There isn't anything revolutionary about the interface of the EDAS2 application. Rather, the emphasis is on efficiency. We want to provide the experience of the MS Access database-which our scientists are currently using to manage this data-in a web application.

The application has two types of views. The first is a list view, which displays a paginated table of records for the currently selected parent entity, such as monitoring location, activity, or result. You will learn shortly that what makes this interface efficient is that it offers in-place editing of each row (it also has a floating popup dialog for detailed editing of the row).

The editable data table

The key feature of this application is that the data rendered in each table can be modified in place. To implement this functionality, we decided against using an off-the-shelf grid editor from a JSF component library. Instead, we took the RichFaces step-wise approach by building a composite, Ajax-enabled component using the partial page rendering technology that the Ajax4jsf core provides.

Ajax4jsf provides a set of tag libraries that can tie a JSF generated event to the rerendering of one or more regions of the user-interface. Those regions are identified by their JSF client IDs. When the JSF event is sent to the server, instead of the JSF servlet returning an entire page response, it returns only fragments of the HTML. Ajax4jsf then cuts out the old branches from the live view and stitches in the replacements returned from the server. The result is that the user observes the page updating without any noticeable refresh, in real-time, so to speak. And Ajax4jsf's declarative approach let's us fine-tune this behavior.

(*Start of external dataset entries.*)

//! Completion provider.
//!
//! Two contexts are distinguished by where the cursor sits relative to the
//! command column.  The command context offers instruction mnemonics,
//! control commands, and the macros visible in the translation unit.  The
//! operand context offers every visible symbol, the cheap locals of the
//! enclosing code block, and the assembler's pseudo-functions and
//! pseudo-variables.
//!
//! Files outside the current translation unit are offered as auto-include
//! completions carrying a prepared `.include` edit; exported symbols that
//! are not otherwise visible are offered as auto-import completions whose
//! edit lands just after the include block.

use lsp_types as lsp;
use std::collections::HashSet;
use std::path::Path;
use crate::lang::Document;
use crate::lang::server::relative_path;
use super::analysis::Analyzer;
use super::handbook::{Handbook,PSEUDO_FUNCTIONS,PSEUDO_VARIABLES};
use super::lexer::lex_line;
use super::unnamed;
use super::Node;

pub struct CompletionProvider {
    handbook: Handbook
}

/// Locate the include block of a document: the run of `.include` lines
/// after any leading comment block.  Returns the line where the block
/// starts and every include line with its path argument.
fn include_block(doc: &Document) -> (u32,Vec<(u32,String)>) {
    let mut start = 0;
    let mut includes = Vec::new();
    let mut in_leading_comments = true;
    for (row,line) in doc.text.lines().enumerate() {
        let trimmed = line.trim();
        if in_leading_comments && (trimmed.is_empty() || trimmed.starts_with(';')) {
            start = row as u32 + 1;
            continue;
        }
        in_leading_comments = false;
        let lexed = lex_line(line);
        if lexed.command_lower() == ".include" {
            let path = lexed.args.map(|a| a.text.trim_matches('"').to_string()).unwrap_or_default();
            includes.push((row as u32,path));
        } else if !includes.is_empty() {
            break;
        } else if !trimmed.is_empty() {
            break;
        }
    }
    (start,includes)
}

impl CompletionProvider {
    pub fn new() -> Self {
        Self {
            handbook: Handbook::new()
        }
    }

    pub fn get(&mut self, analyzer: &mut Analyzer, uri: &lsp::Url, pos: &lsp::Position) -> Vec<lsp::CompletionItem> {
        if !analyzer.ready() {
            return Vec::new();
        }
        let key = uri.to_string();
        let doc = match analyzer.workspace().doc(&key) {
            Some(doc) => doc.clone(),
            None => return Vec::new()
        };
        let line = doc.line(pos.line as usize).unwrap_or_default();
        let lexed = lex_line(&line);
        let operand_ctx = match &lexed.command {
            Some(item) => (pos.character as usize) > item.offset + item.text.len(),
            None => false
        };
        match operand_ctx {
            true => self.operand_items(analyzer,&key,&doc,pos),
            false => self.command_items(analyzer,&key)
        }
    }

    fn command_items(&self, analyzer: &Analyzer, uri: &str) -> Vec<lsp::CompletionItem> {
        let mut ans = Vec::new();
        for (name,brief) in self.handbook.mnemonics() {
            ans.push(lsp::CompletionItem {
                label: name.to_string(),
                kind: Some(lsp::CompletionItemKind::KEYWORD),
                detail: Some(brief.to_string()),
                ..Default::default()
            });
        }
        for (name,brief) in self.handbook.controls() {
            ans.push(lsp::CompletionItem {
                label: name.to_string(),
                kind: Some(lsp::CompletionItemKind::KEYWORD),
                detail: Some(brief.to_string()),
                ..Default::default()
            });
        }
        let ws = analyzer.workspace();
        let mut seen = HashSet::new();
        for file in ws.includes.translation_unit(uri) {
            if let Some(table) = ws.table(&file) {
                for mac in &table.macros {
                    if seen.insert(mac.name.clone()) {
                        ans.push(lsp::CompletionItem {
                            label: mac.name.clone(),
                            kind: Some(lsp::CompletionItemKind::FUNCTION),
                            detail: Some(mac.kind.to_string()),
                            ..Default::default()
                        });
                    }
                }
            }
        }
        ans
    }

    fn operand_items(&self, analyzer: &mut Analyzer, uri: &str, doc: &Document,
        pos: &lsp::Position) -> Vec<lsp::CompletionItem> {
        let mut ans = Vec::new();
        let mut visible = HashSet::new();
        let ws = analyzer.workspace();
        let unit: HashSet<String> = ws.includes.translation_unit(uri).into_iter().collect();
        for file in &unit {
            if let Some(table) = ws.table(file) {
                for node in table.defined_nodes() {
                    let name = table.node_name(&node).to_string();
                    if matches!(node,Node::Macro(_)) || !visible.insert(name.clone()) {
                        continue;
                    }
                    let kind = match node {
                        Node::Scope(_) => lsp::CompletionItemKind::MODULE,
                        _ => lsp::CompletionItemKind::CONSTANT
                    };
                    ans.push(lsp::CompletionItem {
                        label: name,
                        kind: Some(kind),
                        detail: Some(table.node_detail(&node)),
                        ..Default::default()
                    });
                }
                for import in &table.imports {
                    if visible.insert(import.name.clone()) {
                        ans.push(lsp::CompletionItem {
                            label: import.name.clone(),
                            kind: Some(lsp::CompletionItemKind::REFERENCE),
                            detail: Some(format!("{} declaration",import.kind)),
                            ..Default::default()
                        });
                    }
                }
            }
        }
        if let Some(table) = ws.table(uri) {
            for name in unnamed::cheap_labels_in_block(doc,table,pos.line) {
                ans.push(lsp::CompletionItem {
                    label: name,
                    kind: Some(lsp::CompletionItemKind::CONSTANT),
                    detail: Some("cheap local".to_string()),
                    ..Default::default()
                });
            }
        }
        for (name,brief) in PSEUDO_FUNCTIONS {
            ans.push(lsp::CompletionItem {
                label: name.to_string(),
                kind: Some(lsp::CompletionItemKind::FUNCTION),
                detail: Some(brief.to_string()),
                ..Default::default()
            });
        }
        for (name,brief) in PSEUDO_VARIABLES {
            ans.push(lsp::CompletionItem {
                label: name.to_string(),
                kind: Some(lsp::CompletionItemKind::VARIABLE),
                detail: Some(brief.to_string()),
                ..Default::default()
            });
        }
        self.auto_include_items(analyzer,uri,doc,&unit,&mut ans);
        self.auto_import_items(analyzer,uri,doc,&visible,&mut ans);
        ans
    }

    /// Sources outside the unit whose extension is in the allow-list,
    /// offered with a prepared `.include` inserted in lexical order.
    fn auto_include_items(&self, analyzer: &Analyzer, uri: &str, doc: &Document,
        unit: &HashSet<String>, ans: &mut Vec<lsp::CompletionItem>) {
        let allowed = analyzer.settings_for(uri).auto_include_extensions.clone();
        let (block_start,includes) = include_block(doc);
        let ws = analyzer.workspace();
        for other in &ws.docs {
            let other_key = other.uri.to_string();
            if unit.contains(&other_key) {
                continue;
            }
            let ext_ok = Path::new(other.uri.path()).extension()
                .and_then(|os| os.to_str())
                .map(|ext| allowed.iter().any(|a| a.trim_start_matches('.').eq_ignore_ascii_case(ext)))
                .unwrap_or(false);
            if !ext_ok {
                continue;
            }
            let rel = match relative_path(uri,&other_key) {
                Some(rel) => rel,
                None => continue
            };
            // keep the block sorted by path argument
            let mut insert_line = match includes.is_empty() {
                true => block_start,
                false => includes.last().map(|(row,_)| row+1).unwrap_or(block_start)
            };
            for (row,path) in &includes {
                if rel < *path {
                    insert_line = *row;
                    break;
                }
            }
            let point = lsp::Position::new(insert_line,0);
            ans.push(lsp::CompletionItem {
                label: rel.clone(),
                kind: Some(lsp::CompletionItemKind::FILE),
                detail: Some("auto include".to_string()),
                additional_text_edits: Some(vec![lsp::TextEdit {
                    range: lsp::Range::new(point,point),
                    new_text: format!(".include \"{}\"\n",rel)
                }]),
                ..Default::default()
            });
        }
    }

    /// Exported names with no visible declaration here, offered with a
    /// prepared `.import` just after the include block.
    fn auto_import_items(&self, analyzer: &Analyzer, uri: &str, doc: &Document,
        visible: &HashSet<String>, ans: &mut Vec<lsp::CompletionItem>) {
        let (block_start,includes) = include_block(doc);
        let after_block = includes.last().map(|(row,_)| row+1).unwrap_or(block_start);
        let point = lsp::Position::new(after_block,0);
        let ws = analyzer.workspace();
        for name in ws.exports.names() {
            if visible.contains(name.as_str()) {
                continue;
            }
            let origin = ws.exports.get(name).first().map(|e| e.uri.clone()).unwrap_or_default();
            if origin == uri {
                continue;
            }
            ans.push(lsp::CompletionItem {
                label: name.to_string(),
                kind: Some(lsp::CompletionItemKind::REFERENCE),
                detail: Some(format!("auto import from {}",origin)),
                additional_text_edits: Some(vec![lsp::TextEdit {
                    range: lsp::Range::new(point,point),
                    new_text: format!(".import {}\n",name)
                }]),
                ..Default::default()
            });
        }
    }
}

Figure 1 provides a view of the editable data table with one of the rows in edit mode.

  Figure 1. The data table demonstrating its single-line editing capabilities.
Figure 1. The data table demonstrating its single-line editing capabilities.

When the page is first rendered, all rows have an edit and delete button. Clicking on an edit button puts the corresponding row in edit mode, at which point the outputs in the selected row become inputs. From edit mode, the user can make changes to the visible data and either save or cancel the update, which returns the table to read-only mode.

The strategy we use to deliver this row-level editing functionality is to have two UI components in each column of a standard JSF data table: one output component (e.g., <h:outputText>) and one input component (e.g., <h:inputText>). We then use the JSF rendered attribute on each component to control which one is displayed.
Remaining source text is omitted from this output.